Pada pasal 15 ayat g angka 2 terkait dengan pencegahan disebutkan: setiap penanggung jawab tempat yang diduga berpotensi untuk terjadinya perilaku berisiko tertular HIV wajib memeriksakan kesehatan secara berkala bagi karyawan yang menjadi tanggung jawabnya. Pasal ini tidak sejalan dengan pasal 15 ayat c karena yang diwajibkan memakai ‘alat pencegah’ hanya pasangan yang sah sedangkan pada kegiatan (baca: hubungan seksual) yang berisiko terjadi penularan HIV tidak diwajibkan memakai ‘alat pencegah’.
Padahal, penularan HIV justru lebih banyak terjadi pada kegiatan-kegiatan yang berisiko tinggi yaitu: (a) hubungan seks di dalam atau di luar nikah dengan pasangan yang berganti-ganti, dan (b) hubungan seks di dalam atau di luar nikah dengan seseorang yang sering berganti-ganti pasangan, seperti pekerja seks.
Penyebutan ’tempat yang diduga berpotensi untuk terjadinya perilaku berisiko tertular HIV’ tidak akurat karena semua tempat di muka bumi ini, rumah, apartemen, kantor, losmen, hotel, taman, pantai, ladang, hutan, dll. bisa menjadi tempat yang berpotensi terjadi penularan HIV. Soalnya, perilaku berisiko tinggi tertular HIV bisa terjadi di semua tempat.
Kalau pasal ini mau ’menembak’ tempat-tempat yang menyediakan tempat untuk hubungan seks juga tidak pas karena yang menularkan HIV kepada karyawan di tempat-tempat itu justru laki-laki yang dalam kehidupan sehari-hari bisa sebagai seorang suami, lajang, duda, remaja yang bekerja sebagai pegawai, karyawan, mahasiswa, pelajar, sopir, peccopet, perampok, dll.
Rapid Test
Jika Perda ini dimaksudkan untuk memutus mata rantai penyebaran HIV secara horizontal antar penduduk maka yang perlu diatur adalah kegiatan-kegiatan yang berisiko tinggi tertular HIV.
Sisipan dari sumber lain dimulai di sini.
#[tokio::test]
async fn test_vote_post() {
    let app = TestApp::new().await;
    let post = app.add_post(ALICE, "one", &[]).await;
    let uri = format!("/post/{}", post["id"].as_str().unwrap());

    let (status, voted) = app
        .call(Method::PATCH, &uri, Some(BOB), Some(json!({ "upvote": 3, "downvote": 1 })))
        .await;
    assert_eq!(status, StatusCode::OK);
    assert_eq!(voted["upvote"], 3);
    assert_eq!(voted["downvote"], 1);

    let (status, _) = app
        .call(Method::PATCH, &uri, Some(BOB), Some(json!({ "upvote": -1, "downvote": 0 })))
        .await;
    assert_eq!(status, StatusCode::BAD_REQUEST);

    // Voting needs a session.
    let (status, _) = app
        .call(Method::PATCH, &uri, None, Some(json!({ "upvote": 4, "downvote": 1 })))
        .await;
    assert_eq!(status, StatusCode::UNAUTHORIZED);
}

#[tokio::test]
async fn test_delete_post_is_owner_only() {
    let app = TestApp::new().await;
    let post = app.add_post(ALICE, "one", &[]).await;
    let uri = format!("/post/{}", post["id"].as_str().unwrap());

    let (status, body) = app.call(Method::DELETE, &uri, Some(BOB), None).await;
    assert_eq!(status, StatusCode::OK);
    assert_eq!(body, json!({ "deleted_count": 0 }));

    let (_, body) = app.call(Method::DELETE, &uri, Some(ALICE), None).await;
    assert_eq!(body, json!({ "deleted_count": 1 }));

    let (status, _) = app.call(Method::GET, &uri, None, None).await;
    assert_eq!(status, StatusCode::NOT_FOUND);
}

// --- Comments & Reports ---

#[tokio::test]
async fn test_comments_and_counts() {
    let app = TestApp::new().await;

    for (title, text) in [("one", "nice"), ("one", "agreed"), ("two", "meh")] {
        let (status, comment) = app
            .call(
                Method::POST,
                "/addComment",
                Some(BOB),
                Some(json!({ "title": title, "comment": text })),
            )
            .await;
        assert_eq!(status, StatusCode::OK);
        assert_eq!(comment["email"], BOB);
    }

    let (_, comments) = app.call(Method::GET, "/comment/one", None, None).await;
    assert_eq!(comments.as_array().unwrap().len(), 2);

    let (_, total) = app.call(Method::GET, "/commentsCount", None, None).await;
    assert_eq!(total, json!({ "count": 3 }));

    let (_, for_post) = app.call(Method::GET, "/myCommentCount/two", None, None).await;
    assert_eq!(for_post, json!({ "count": 1 }));
}
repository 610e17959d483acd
//! Session transport: binds a credential to the client through the `token` cookie.
//!
//! The rest of the crate never touches cookie mechanics directly; it goes through
//! [`attach`], [`extract`] and [`clear`].

use axum_extra::extract::cookie::{Cookie, CookieJar, SameSite};

use crate::config::Env;

pub const SESSION_COOKIE: &str = "token";

/// Sets the session cookie carrying `token`.
pub fn attach(jar: CookieJar, token: String, env: Env) -> CookieJar {
    jar.add(session_cookie(token, env))
}

/// Reads the credential from the session cookie. Absence is normal for anonymous requests.
pub fn extract(jar: &CookieJar) -> Option<String> {
    jar.get(SESSION_COOKIE)
        .map(|c| c.value().to_string())
        .filter(|v| !v.is_empty())
}

/// Expires the session cookie immediately. Safe to call without an active session.
///
/// The removal cookie is always emitted, even when the request carried no session
/// cookie, so the client ends up without one either way.
pub fn clear(jar: CookieJar, env: Env) -> CookieJar {
    let mut removal = session_cookie(String::new(), env);
    removal.make_removal();
    jar.add(removal)
}

fn session_cookie(value: String, env: Env) -> Cookie<'static> {
    // The production front-end lives on another site, so the cookie must be sent
    // cross-site, which browsers only allow on secure cookies.
    let (secure, same_site) = match env {
        Env::Production => (true, SameSite::None),
        Env::Local => (false, SameSite::Strict),
    };

    Cookie::build((SESSION_COOKIE, value))
        .path("/")
        .http_only(true)
        .secure(secure)
        .same_site(same_site)
        .build()
}
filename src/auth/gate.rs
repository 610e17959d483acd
//! The two request gates.
//!
//! `require_auth` verifies the session credential and binds the [`Principal`] to the
//! request. `require_admin` is layered inside it on privileged routers and re-reads
//! the caller's role from the user directory on every request.

use axum::{
    extract::{FromRequestParts, Request, State},
    http::request::Parts,
    middleware::Next,
    response::Response,
};
use axum_extra::extract::cookie::CookieJar;

use super::{AuthError, Principal, TokenCodec, cookie};
use crate::{
    clock::ClockState,
    models::{Role, User},
    repository::{DirectoryState, UserDirectory},
};

/// Authentication step, independent of the HTTP plumbing.
///
/// The verification failure reason is logged here and then folded into
/// `InvalidCredential`, which the client sees as a plain 401.
pub fn authenticate(jar: &CookieJar, codec: &TokenCodec, now: i64) -> Result<Principal, AuthError> {
    // 1. Absent cookie: anonymous request
    let token = cookie::extract(jar).ok_or(AuthError::NoCredential)?;

    // 2. Signature, then expiry; the reason stays in the logs
    codec.verify(&token, now).map_err(|reason| {
        tracing::warn!(%reason, "rejected session credential");
        AuthError::InvalidCredential(reason)
    })
}

/// Authorization step: the directory record, not the credential, decides the role.
pub async fn authorize(principal: &Principal, directory: &dyn UserDirectory) -> Result<User, AuthError> {
    match directory.find_user(&principal.email).await {
        Ok(Some(user)) if user.role == Role::Admin => Ok(user),
        Ok(record) => {
            tracing::warn!(
                email = %principal.email,
                role = ?record.map(|u| u.role),
                "admin access denied"
            );
            Err(AuthError::InsufficientPrivilege)
        }
        Err(e) => {
            tracing::error!(email = %principal.email, error = %e, "user directory lookup failed");
            Err(AuthError::DirectoryLookupFailure(e.to_string()))
        }
    }
}

/// require_auth
///
/// Middleware for the authenticated and admin routers. On success the decoded
/// `Principal` is inserted into the request extensions for the handler.
pub async fn require_auth(
    State(codec): State<TokenCodec>,
    State(clock): State<ClockState>,
    jar: CookieJar,
    mut request: Request,
    next: Next,
) -> Result<Response, AuthError> {
    // 1. Verify the cookie credential against the current time
    let principal = authenticate(&jar, &codec, clock.now())?;
    tracing::debug!(email = %principal.email, "session authenticated");

    // 2. Bind the principal for the handler and any inner gate
    request.extensions_mut().insert(principal);
    Ok(next.run(request).await)
}

/// require_admin
///
/// Must run after `require_auth`. A request without a bound principal is rejected
/// as unauthenticated and never reaches the directory.
pub async fn require_admin(
    State(directory): State<DirectoryState>,
    mut request: Request,
    next: Next,
) -> Result<Response, AuthError> {
    // 1. The principal bound by `require_auth`
    let principal = request
        .extensions()
        .get::<Principal>()
        .cloned()
        .ok_or(AuthError::NoCredential)?;

    // 2. Fresh role lookup; nothing from the credential is trusted here
    let user = authorize(&principal, directory.as_ref()).await?;

    // 3. Hand the directory record to the handler
    request.extensions_mut().insert(AdminUser(user));
    Ok(next.run(request).await)
}

impl<S> FromRequestParts<S> for Principal
where
    S: Send + Sync,
{
    type Rejection = AuthError;

    async fn from_request_parts(parts: &mut Parts, _state: &S) -> Result<Self, Self::Rejection> {
        parts
            .extensions
            .get::<Principal>()
            .cloned()
            .ok_or(AuthError::NoCredential)
    }
}

/// The directory record of an admin that passed `require_admin`.
#[derive(Debug, Clone)]
pub struct AdminUser(pub User);

impl<S> FromRequestParts<S> for AdminUser
where
    S: Send + Sync,
{
    type Rejection = AuthError;

    async fn from_request_parts(parts: &mut Parts, _state: &S) -> Result<Self, Self::Rejection> {
        parts
            .extensions
            .get::<AdminUser>()
            .cloned()
            .ok_or(AuthError::InsufficientPrivilege)
    }
}
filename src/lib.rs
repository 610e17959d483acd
use axum::{
    Router,
    extract::FromRef,
    http::{HeaderName, HeaderValue, Method, header},
    middleware,
};
use std::sync::Arc;
use utoipa::OpenApi;
use utoipa_swagger_ui::SwaggerUi;

use tower::ServiceBuilder;
use tower_http::{
    cors::{AllowOrigin, CorsLayer},
    request_id::{MakeRequestUuid, PropagateRequestIdLayer, SetRequestIdLayer},
    trace::{DefaultOnResponse, TraceLayer},
};
use tracing::{Level, Span};

// --- Module Structure ---

pub mod auth;
pub mod clock;
pub mod config;
pub mod error;
pub mod handlers;
pub mod models;
pub mod repository;

// Routers grouped by access tier (public, authenticated, admin).
pub mod routes;
use routes::{admin, authenticated, public};

// --- Public Re-exports ---

pub use auth::{AuthError, Principal, TokenCodec, TokenError};
pub use clock::{Clock, ClockState, FixedClock, SystemClock};
pub use config::{AppConfig, Env};
pub use repository::{
    DirectoryState, MemoryRepository, PostgresRepository, Repository, RepositoryState,
    UserDirectory,
};

/// ApiDoc
///
/// OpenAPI document for every route, served at `/api-docs/openapi.json`.
#[derive(OpenApi)]
#[openapi(
    paths(
        handlers::issue_token, handlers::logout, handlers::upsert_user,
        handlers::update_membership, handlers::get_user, handlers::list_users,
        handlers::update_user, handlers::count_users, handlers::add_tag, handlers::list_tags,
        handlers::add_announcement, handlers::list_announcements, handlers::count_announcements,
        handlers::add_post, handlers::list_posts, handlers::count_posts, handlers::my_posts,
        handlers::my_posts_count, handlers::get_post, handlers::delete_post, handlers::vote_post,
        handlers::add_comment, handlers::list_comments, handlers::count_comments,
        handlers::count_post_comments, handlers::add_report, handlers::list_reports
    ),
    components(
        schemas(
            models::Role, models::User, models::Post, models::Comment, models::Report,
            models::Tag, models::Announcement, models::IssueRequest, models::UpsertUserRequest,
            models::MembershipUpdate, models::UserUpdate, models::NewPost, models::VoteUpdate,
            models::NewComment, models::NewReport, models::NewTag, models::NewAnnouncement,
            models::SuccessResponse, models::CountResponse, models::DeleteResponse,
        )
    ),
    tags(
        (name = "buzz-breeze", description = "BuzzBreeze forum API")
    )
)]
struct ApiDoc;

/// AppState
///
/// Everything a request needs, constructed once at startup and cloned per request.
/// Nothing in here is mutated while serving.
#[derive(Clone)]
pub struct AppState {
    /// Collection persistence for the handlers.
    pub repo: RepositoryState,
    /// Role lookups for the admin gate. Usually the same store as `repo`.
    pub directory: DirectoryState,
    /// Signs and verifies session credentials with the configured secret.
    pub codec: TokenCodec,
    pub clock: ClockState,
    pub config: AppConfig,
}

impl AppState {
    pub fn new(
        config: AppConfig,
        repo: RepositoryState,
        directory: DirectoryState,
        clock: ClockState,
    ) -> Self {
        let codec = TokenCodec::new(config.jwt_secret.as_bytes(), config.token_ttl);
        Self {
            repo,
            directory,
            codec,
            clock,
            config,
        }
    }

    /// State backed by a single in-memory store serving as both repository and directory.
    pub fn in_memory(config: AppConfig, store: Arc<MemoryRepository>, clock: ClockState) -> Self {
        let repo = store.clone() as RepositoryState;
        let directory = store as DirectoryState;
        Self::new(config, repo, directory, clock)
    }
}

// --- Axum FromRef Extractor Implementations ---

// Handlers and gates pull only the pieces of `AppState` they use.

impl FromRef<AppState> for RepositoryState {
    fn from_ref(app_state: &AppState) -> RepositoryState {
        app_state.repo.clone()
    }
}

impl FromRef<AppState> for DirectoryState {
    fn from_ref(app_state: &AppState) -> DirectoryState {
        app_state.directory.clone()
    }
}

impl FromRef<AppState> for TokenCodec {
    fn from_ref(app_state: &AppState) -> TokenCodec {
        app_state.codec.clone()
    }
}

impl FromRef<AppState> for ClockState {
    fn from_ref(app_state: &AppState) -> ClockState {
        app_state.clock.clone()
    }
}

impl FromRef<AppState> for AppConfig {
    fn from_ref(app_state: &AppState) -> AppConfig {
        app_state.config.clone()
    }
}

/// create_router
///
/// Assembles the three access tiers, the docs, and the observability and CORS layers.
pub fn create_router(state: AppState) -> Router {
    let cors = cors_layer(&state.config.allowed_origins);

    let x_request_id = HeaderName::from_static("x-request-id");

    // Layers added later run first: `require_auth` binds the principal before
    // `require_admin` reads it.
    let admin_router = admin::admin_routes()
        .route_layer(middleware::from_fn_with_state(state.clone(), auth::require_admin))
        .route_layer(middleware::from_fn_with_state(state.clone(), auth::require_auth));

    let authenticated_router = authenticated::authenticated_routes()
        .route_layer(middleware::from_fn_with_state(state.clone(), auth::require_auth));

    let base_router = Router::new()
        .merge(SwaggerUi::new("/swagger-ui").url("/api-docs/openapi.json", ApiDoc::openapi()))
        .merge(public::public_routes())
        .merge(authenticated_router)
        .merge(admin_router)
        .with_state(state);

    base_router
        .layer(
            ServiceBuilder::new()
                .layer(SetRequestIdLayer::new(x_request_id.clone(), MakeRequestUuid))
                .layer(
                    TraceLayer::new_for_http()
                        .make_span_with(trace_span_logger)
                        .on_response(
                            DefaultOnResponse::new()
                                .level(Level::INFO)
                                .latency_unit(tower_http::LatencyUnit::Millis),
                        ),
                )
                .layer(PropagateRequestIdLayer::new(x_request_id)),
        )
        .layer(cors)
}

/// Credentialed CORS: the session cookie only travels to explicitly listed origins.
fn cors_layer(origins: &[String]) -> CorsLayer {
    let origins: Vec<HeaderValue> = origins
        .iter()
        .filter(|o| o.as_str() != "*")
        .filter_map(|o| match HeaderValue::from_str(o) {
            Ok(value) => Some(value),
            Err(_) => {
                tracing::warn!(origin = %o, "ignoring invalid CORS origin");
                None
            }
        })
        .collect();

    CorsLayer::new()
        .allow_origin(AllowOrigin::list(origins))
        .allow_credentials(true)
        .allow_methods([
            Method::GET,
            Method::POST,
            Method::PUT,
            Method::PATCH,
            Method::DELETE,
        ])
        .allow_headers([header::CONTENT_TYPE])
}

/// trace_span_logger
///
/// Span for each request, tagged with its `x-request-id`.
fn trace_span_logger(request: &axum::http::Request<axum::body::Body>) -> Span {
    let request_id = request
        .headers()
        .get("x-request-id")
        .and_then(|value| value.to_str().ok())
        .unwrap_or("unknown");

    tracing::info_span!(
        "http_request",
        method = ?request.method(),
        uri = ?request.uri(),
        req_id = %request_id,
    )
}
use axum::{
    Json,
    http::StatusCode,
    response::{IntoResponse, Response},
};
use serde_json::json;
use thiserror::Error;

use crate::{auth::AuthError, repository::RepoError};

/// ApiError
///
/// The single error type returned by handlers. Gate failures keep their own
/// response mapping; repository failures are logged and surface as a bare 500.
#[derive(Debug, Error)]
pub enum ApiError {
    #[error(transparent)]
    Auth(#[from] AuthError),
    #[error("{0}")]
    BadRequest(String),
    #[error("not found")]
    NotFound,
    #[error(transparent)]
    Repo(#[from] RepoError),
    #[error("internal error: {0}")]
    Internal(String),
}

impl IntoResponse for ApiError {
    fn into_response(self) -> Response {
        let (status, message, code) = match self {
            ApiError::Auth(err) => return err.into_response(),
            ApiError::BadRequest(message) => (StatusCode::BAD_REQUEST, message, "bad_request"),
            ApiError::NotFound => (StatusCode::NOT_FOUND, "not found".to_string(), "not_found"),
            ApiError::Repo(err) => {
                tracing::error!(error = %err, "repository failure");
                (StatusCode::INTERNAL_SERVER_ERROR, "internal server error".to_string(), "internal_error")
            }
            ApiError::Internal(err) => {
                tracing::error!(error = %err, "internal failure");
                (StatusCode::INTERNAL_SERVER_ERROR, "internal server error".to_string(), "internal_error")
            }
        };
        (status, Json(json!({ "message": message, "error_code": code }))).into_response()
    }
}
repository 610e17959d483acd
//! Router Module Index
//!
//! Routes are split by the gate they sit behind, so each endpoint's access tier is
//! fixed by the module it is registered in.

/// No session required.
pub mod public;

/// Behind `require_auth`.
pub mod authenticated;

/// Behind `require_auth` and then `require_admin`.
pub mod admin;
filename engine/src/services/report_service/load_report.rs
// Fetches the report text and turns it into a dataset.
use std::path::PathBuf;
use std::sync::Arc;
use tokio::sync::RwLock;

use crate::data::{parse_report, Dataset};
use crate::error::EngineError;

/// Where the report CSV comes from.
#[derive(Debug, Clone, PartialEq, Eq)]
pub enum ReportSource {
    Http(String),
    File(PathBuf),
}

impl ReportSource {
    pub fn parse(raw: &str) -> Self {
        let raw = raw.trim();
        if raw.starts_with("http://") || raw.starts_with("https://") {
            ReportSource::Http(raw.to_string())
        } else {
            ReportSource::File(PathBuf::from(raw))
        }
    }
}

impl std::fmt::Display for ReportSource {
    fn fmt(&self, f: &mut std::fmt::Formatter<'_>) -> std::fmt::Result {
        match self {
            ReportSource::Http(url) => write!(f, "{}", url),
            ReportSource::File(path) => write!(f, "{}", path.display()),
        }
    }
}

pub(super) async fn fetch_text(client: &reqwest::Client, source: &ReportSource) -> Result<String, EngineError> {
    match source {
        ReportSource::Http(url) => {
            let response = client.get(url).send().await?;
            if !response.status().is_success() {
                return Err(EngineError::FetchStatus {
                    url: url.clone(),
                    status: response.status().as_u16(),
                });
            }
            Ok(response.text().await?)
        }
        ReportSource::File(path) => Ok(tokio::fs::read_to_string(path).await?),
    }
}

/// Loads `source` and swaps the resulting dataset in. On any error the
/// previously held dataset stays in place.
pub async fn handle_load_report(
    client: &reqwest::Client,
    source: &ReportSource,
    current: Arc<RwLock<Arc<Dataset>>>,
) -> Result<Arc<Dataset>, EngineError> {
    let text = match fetch_text(client, source).await {
        Ok(text) => text,
        Err(e) => {
            tracing::error!(source = %source, error = %e, "Failed to fetch report");
            return Err(e);
        }
    };

    let dataset = Arc::new(parse_report(&source.to_string(), &text));
    *current.write().await = dataset.clone();

    tracing::info!(
        source = %source,
        load_id = %dataset.load_id(),
        units = dataset.len(),
        bytes = text.len(),
        "Report loaded"
    );
    Ok(dataset)
}
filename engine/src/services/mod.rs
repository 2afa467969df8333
pub mod report_service;

pub use report_service::{ReportService, ReportSource};
// Engine main entry point: loads the report once and answers one query.
use anyhow::{Context, Result};
use clap::Parser;
use engine::config::EngineSettings;
use engine::data::RecordBuilder;
use engine::presentation::{self, QueryInput};
use engine::query::{self, distinct_values, lexicographic_order, numeric_order};
use engine::services::{ReportService, ReportSource};
use shared::models::{FilterDimension, QuerySpec};
use std::path::PathBuf;
use tracing::info;

#[derive(Parser, Debug)]
#[command(name = "engine")]
#[command(about = "Search, filter and summarize the school balance report")]
struct Args {
    /// JSON settings file
    #[arg(short, long)]
    config: Option<PathBuf>,

    /// Report URL or local CSV path (overrides settings and REPORT_SOURCE)
    #[arg(long)]
    source: Option<String>,

    /// Free-text search over school name, INEP and SEC codes
    #[arg(short, long, default_value = "")]
    search: String,

    /// Filter as dimension=value (nte, municipio, mes, statusConta); repeatable
    #[arg(short, long = "filter", value_name = "DIM=VALUE")]
    filters: Vec<String>,

    /// Sort column, e.g. nte, escola, saldoDisponivel
    #[arg(long)]
    sort: Option<String>,

    /// Sort descending
    #[arg(long)]
    desc: bool,

    /// Show the full record at this index
    #[arg(long)]
    detail: Option<usize>,

    /// List units of the current view with this project deployed (e.g. labRobotica)
    #[arg(long)]
    project: Option<String>,

    /// Write the current view to a CSV file
    #[arg(long)]
    export: Option<PathBuf>,

    /// Print the result as JSON instead of a table
    #[arg(long)]
    json: bool,

    /// Print the available NTE and municipality filter values
    #[arg(long)]
    facets: bool,
}

#[tokio::main]
async fn main() -> Result<()> {
    tracing_subscriber::fmt::init();
    let args = Args::parse();

    info!("Starting school balance report engine...");

    let mut settings = EngineSettings::load(args.config.as_deref())?;
    if let Some(source) = &args.source {
        settings.source = source.clone();
    }
    let source = ReportSource::parse(&settings.source);

    let service = ReportService::new(&settings)?;
    if let Err(e) = service.load(&source).await {
        eprintln!("{}", e.user_message());
        return Err(e.into());
    }
    let dataset = service.snapshot().await;

    if let Some(index) = args.detail {
        match dataset.get(index) {
            Some(unit) => print!("{}", presentation::render_detail(unit)),
            None => println!("Nenhuma escola com índice {}.", index),
        }
        return Ok(());
    }

    if args.facets {
        let ntes = distinct_values(dataset.units(), FilterDimension::Nte, numeric_order);
        let municipalities = distinct_values(dataset.units(), FilterDimension::Municipality, lexicographic_order);
        println!("NTEs: {}", ntes.join(", "));
        println!("Municípios: {}", municipalities.join(", "));
        return Ok(());
    }

    let base = QuerySpec::default().with_sort(settings.sort_key(), settings.sort_direction());
    let input = QueryInput {
        search: args.search.clone(),
        filters: args.filters.clone(),
        sort: args.sort.clone(),
        descending: args.desc,
    };
    let spec = presentation::spec_from_input(base, &input);
    let result = query::run(&dataset, &spec);

    if let Some(path) = &args.export {
        let csv = RecordBuilder::export_csv(result.units.iter().copied())?;
        std::fs::write(path, csv).with_context(|| format!("Failed to write '{}'", path.display()))?;
        info!(path = %path.display(), units = result.count(), "Exported current view");
    }

    if let Some(name) = &args.project {
        print!("{}", presentation::render_project_query(name, &result.units));
        return Ok(());
    }

    if args.json {
        let output = serde_json::json!({
            "load_id": dataset.load_id(),
            "loaded_at": dataset.loaded_at(),
            "source": dataset.source(),
            "count": result.count(),
            "summary": result.summary,
            "units": result.units,
        });
        println!("{}", serde_json::to_string_pretty(&output)?);
    } else {
        print!("{}", presentation::render_table(&result));
        println!();
        print!("{}", presentation::render_summary(&result.summary));
    }

    Ok(())
}
// Search and categorical filtering over a dataset or an existing view.
use shared::models::{QuerySpec, Unit};

/// Units passing the search term and every active filter, in their incoming order.
pub fn filter<'a, I>(units: I, spec: &QuerySpec) -> Vec<&'a Unit>
where
    I: IntoIterator<Item = &'a Unit>,
{
    let term = spec.search_term.to_lowercase();
    units
        .into_iter()
        .filter(|unit| matches_search(unit, &term) && matches_filters(unit, spec))
        .collect()
}

/// `term` must already be lower-cased. Codes are matched as written.
pub fn matches_search(unit: &Unit, term: &str) -> bool {
    term.is_empty()
        || unit.name.to_lowercase().contains(term)
        || unit.inep.contains(term)
        || unit.sec.contains(term)
}

pub fn matches_filters(unit: &Unit, spec: &QuerySpec) -> bool {
    spec.filters
        .iter()
        .all(|(dimension, selection)| selection.accepts(unit.dimension_value(*dimension)))
}
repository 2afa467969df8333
pub mod settings;

pub use settings::EngineSettings;
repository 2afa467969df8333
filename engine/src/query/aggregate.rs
// Dashboard figures over the visible units.
use shared::models::{Project, Summary, Unit};

/// Totals, count and deployed-project counts of `view`.
///
/// Always called with the filtered view so the figures follow what is shown.
pub fn aggregate<'a, I>(view: I) -> Summary
where
    I: IntoIterator<Item = &'a Unit>,
{
    view.into_iter().fold(Summary::default(), |mut summary, unit| {
        summary.total_initial += unit.initial_balance.total;
        summary.total_available += unit.available_balance.total;
        summary.total_committed += unit.committed_amount.total;
        summary.count += 1;
        for project in Project::ALL {
            if unit.is_deployed(project) {
                summary.deployed.increment(project);
            }
        }
        summary
    })
}

/// Units of `view` where `project` is deployed, in view order.
pub fn units_with_project<'a, I>(view: I, project: Project) -> Vec<&'a Unit>
where
    I: IntoIterator<Item = &'a Unit>,
{
    view.into_iter().filter(|unit| unit.is_deployed(project)).collect()
}

#[cfg(test)]
mod tests {
    use super::*;
    use shared::models::MonetaryBreakdown;

    fn money(total: f64) -> MonetaryBreakdown {
        MonetaryBreakdown { capital: 0.0, operating: 0.0, total }
    }

    fn sample() -> Vec<Unit> {
        vec![
            Unit {
                sequence_index: 0,
                initial_balance: money(1000.0),
                committed_amount: money(250.5),
                available_balance: money(749.5),
                lab_informatica: "IMPLANTADO".into(),
                lab_robotica: "Implantado".into(),
                ..Default::default()
            },
            Unit {
                sequence_index: 1,
                initial_balance: money(500.0),
                committed_amount: money(0.0),
                available_balance: money(-20.0),
                lab_informatica: "EM IMPLANTAÇÃO".into(),
                projeto_agroecologico: "implantado".into(),
                lab_robotica: String::new(),
                ..Default::default()
            },
        ]
    }

    #[test]
    fn test_aggregate_sums_totals_and_counts() {
        let units = sample();
        let summary = aggregate(&units);
        assert_eq!(summary.count, 2);
        assert!((summary.total_initial - 1500.0).abs() < 1e-9);
        assert!((summary.total_committed - 250.5).abs() < 1e-9);
        assert!((summary.total_available - 729.5).abs() < 1e-9);
        assert_eq!(summary.deployed.get(Project::LabInformatica), 1);
        assert_eq!(summary.deployed.get(Project::EscritoriosCriativos), 0);
        assert_eq!(summary.deployed.get(Project::ProjetoAgroecologico), 1);
        assert_eq!(summary.deployed.get(Project::LabRobotica), 1);
    }

    #[test]
    fn test_aggregate_empty_view() {
        let summary = aggregate(Vec::<&Unit>::new());
        assert_eq!(summary, Summary::default());
    }

    #[test]
    fn test_units_with_project() {
        let units = sample();
        let robotics = units_with_project(&units, Project::LabRobotica);
        assert_eq!(robotics.len(), 1);
        assert_eq!(robotics[0].sequence_index, 0);
        assert!(units_with_project(&units, Project::EscritoriosCriativos).is_empty());
    }
}
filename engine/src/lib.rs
// Engine library root
// Report ingestion (data), the query engine (query), loading and session state
// (services), settings (config) and command-line rendering (presentation).

pub mod config;
pub mod data;
pub mod error;
pub mod presentation;
pub mod query;
pub mod services;

pub use error::EngineError;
Harus ada pasal yang mengatur hal ini yang berbunyi: “Setiap orang yang melakukan hubungan seks di dalam atau di luar nikah dengan pasangan yang berganti-ganti atau dengan seseorang yang sering bergangi-ganti pasangan diwajibkan memakai kondom.” Selanjutnya disebutkan pula: “Setiap orang yang pernah melakukan hubungan seks tanpa kondom di dalam atau di luar nikah dengan pasangan yang berganti-ganti atau dengan seseorang yang sering bergangi-ganti pasangan diwajibkan melakukan tes HIV.”
Sayang, dalam Perda ini, termasuk perda-perda AIDS lain di Indonesia, tidak ada satu pasal pun yang yang mengatur upaya-upaya pencegahan dan memutus mata rantai penyebaran HIV secara horizontal antar penduduk secara eksplisit. Semua aturan hanya berdasarkan norma, moral, dan agama yang sangat implisit yang justru tidak ada hubungannya secara langsung dengan penularan HIV.
Seperti pada pasal 15 ayat g angka 2 yang mengatur pemeriksaan kesehatan secara berkala sangat riskan terhadap penyebaran HIV. Seorang karyawan yang melakukan hubungan seks tanpa kondom dengan tamu-tamunya berisiko tinggi tertular HIV karena ada kemungkinan salah satu dari tamunya HIV-positif. Sejak karyawan tadi tertular HIV maka sejak itu pula dia bisa menularkan HIV kepada tamu-tamunya. Nah, kalau pemeriksaan kesehatan dilakukan setiap minggu, setiap bulan atau setiap triwulan maka pada rentang waktu sebelum tes karyawan tadi sudah menularkan HIV kepada tamu-tamunya.
Pemeriksaan kesehatan berkala belum tentu bisa mendeteksi HIV pada karyawan tempat-tempat yang diduga berpotensi terjadi perilaku berisiko tertular HIV. Soalnya, kalau tes HIV dilakukan dengan rapid test atau ELISA maka tes ini baru akurat kalau yang dites sudah tertular HIV lebih dari tiga bulan.
Epidemi HIV menjadi persoalan besar karena banyak orang yang tidak menyadari dirinya sudah tertular HIV karena tidak ada tanda, gejala, dan ciri-ciri yang khas AIDS pada fisiknya sebelum masa AIDS (antara 5-10 tahun setelah tertular). Dalam kaitan ini yang lebih pas untuk menanggulangi penyebaran HIV adalah orang per orang karena perilaku berisiko tinggi tertular HIV dilakukan oleh orang per orang.